Flyer for “Harry Potter and the Boobies of Fire” (via Ticketfly)

The part of Dobby was played by a nubile young woman wearing large latex bat ears and a very revealing pillowcase. Dobby danced sinuously around the stage, twirling, not a boa, but the sock that gave J. K. Rowling’s character his freedom.

We were also treated to dances from a viciously attractive female Malfoy, Hagrid, Hermione and even Harry himself. The show was set to the sounds of “wizard rock,” a genre of music inspired by the Harry Potter universe.

I applauded with the rest of the audience, impressed and astounded at the dedication it must have taken to put together a show like this. Could Rowling have imagined how far her creation would spread? That fans would take such ownership of the characters and the universe they lived in? That someday there would be Harry Potter characters stripping to Harry Potter-themed music while butterbeer was served at the bar? Despite the irreverence typical of a burlesque show, the attention to canonical detail showed the loving touch of die-hard fans. They were having fun with Harry Potter, but not making fun. It was obvious that both the dancers and the audience had much respect for the series.

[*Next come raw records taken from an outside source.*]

use crate::animation::action::AnimationAction;
use crate::resources::mesh::SkinMesh;
use crate::scene::NodeTree;

/// Per-frame pose evaluation.
///
/// A full frame is [`apply_action`](Self::apply_action), then
/// [`update_combined`](crate::scene::transform_system::update_combined), then
/// [`write_shader_matrices`](Self::write_shader_matrices).
pub struct PoseEvaluator;

impl PoseEvaluator {
    /// Writes the interpolated local transform of every bound channel at
    /// clip time `time` into its node. Unbound channels are skipped.
    pub fn apply_action(tree: &mut NodeTree, action: &AnimationAction, time: f32) {
        let clip = action.clip();
        let period = clip.period();

        for binding in &action.bindings {
            let Some(handle) = binding.node else {
                continue;
            };
            let Some(node) = tree.get_mut(handle) else {
                continue;
            };
            let channel = &clip.channels[binding.channel_index];
            node.local_transform = channel.local_transform(time, period, &binding.rest);
        }
    }

    /// Recomputes `shader[mesh][bone] = node.combined * offset` for every
    /// node bound to a bone. Bones without a node keep their last matrix.
    pub fn write_shader_matrices(tree: &NodeTree, meshes: &mut [SkinMesh]) {
        for (_, node) in tree.iter() {
            let combined = *node.combined_transform();
            for bone_ref in node.mesh_bones() {
                let Some(mesh) = meshes.get_mut(bone_ref.mesh_index) else {
                    continue;
                };
                let offset = mesh.bones[bone_ref.bone_index].offset_matrix;
                mesh.shader_matrices[bone_ref.bone_index] = combined * offset;
            }
        }

        debug_assert!(
            meshes.iter().all(|m| m.shader_matrices.len() == m.bones.len()),
            "shader matrix count must match bone count"
        );
    }
}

The Jane Austen Society of North America’s 2012 toast to the author on her birthday (via Pollyanna Reinvents)

Every year, members of the Jane Austen Society of North America dress in Regency costumes and attend a ball inspired by Austen’s novels. Lord of the Rings fans who have spent years learning Elvish, a fantasy language created by J. R. R. Tolkien, form meet-ups and message boards to practice their mastery of the tongue. In 2009, hundreds of readers gathered in London, wearing bathrobes and carrying towels to celebrate the 30th anniversary of The Hitchhiker’s Guide to the Galaxy.

How do books do this to us? We plunge into them, eager scuba divers examining every detail, immersing ourselves in the stories and carrying bits out into our real lives like coral souvenirs. We attend midnight premieres at bookstores, write fan-fiction and play trivia games. We cosplay and parody and join clubs. We produce themed burlesque shows.

Reading a book is not a passive activity — in fact, it’s inherently a team sport. To use Mortimer Adler and Charles Van Doren’s classic baseball metaphor, the author is the pitcher and the reader is the catcher: The pitcher can throw balls forever, but if the catcher just lets them fly by, not much is going to get done. As a reader, you need to interpret the words on the page, bringing all of your own experiences along with you.

If you’re a member of a wizard rock band, you’re going above and beyond. You’re hitting the ball out of the park. (It’s an imperfect metaphor, I know, but stay with me.) Taking a story and turning it into a piece of music, or fanfiction, or a burlesque show, is engaging with it on a higher level than your typical reader. In The Art of Immersion, Frank Rose describes how storytelling has evolved to become participatory, tearing down the fourth wall between storyteller and audience. “People tell and retell stories they love because that’s what humans do,” says Rose. “If the story is meaningful enough, a superficial encounter won’t leave them satisfied. They’ll want to go deeper. They’ll want to imagine themselves in it, retell it, make it their own.”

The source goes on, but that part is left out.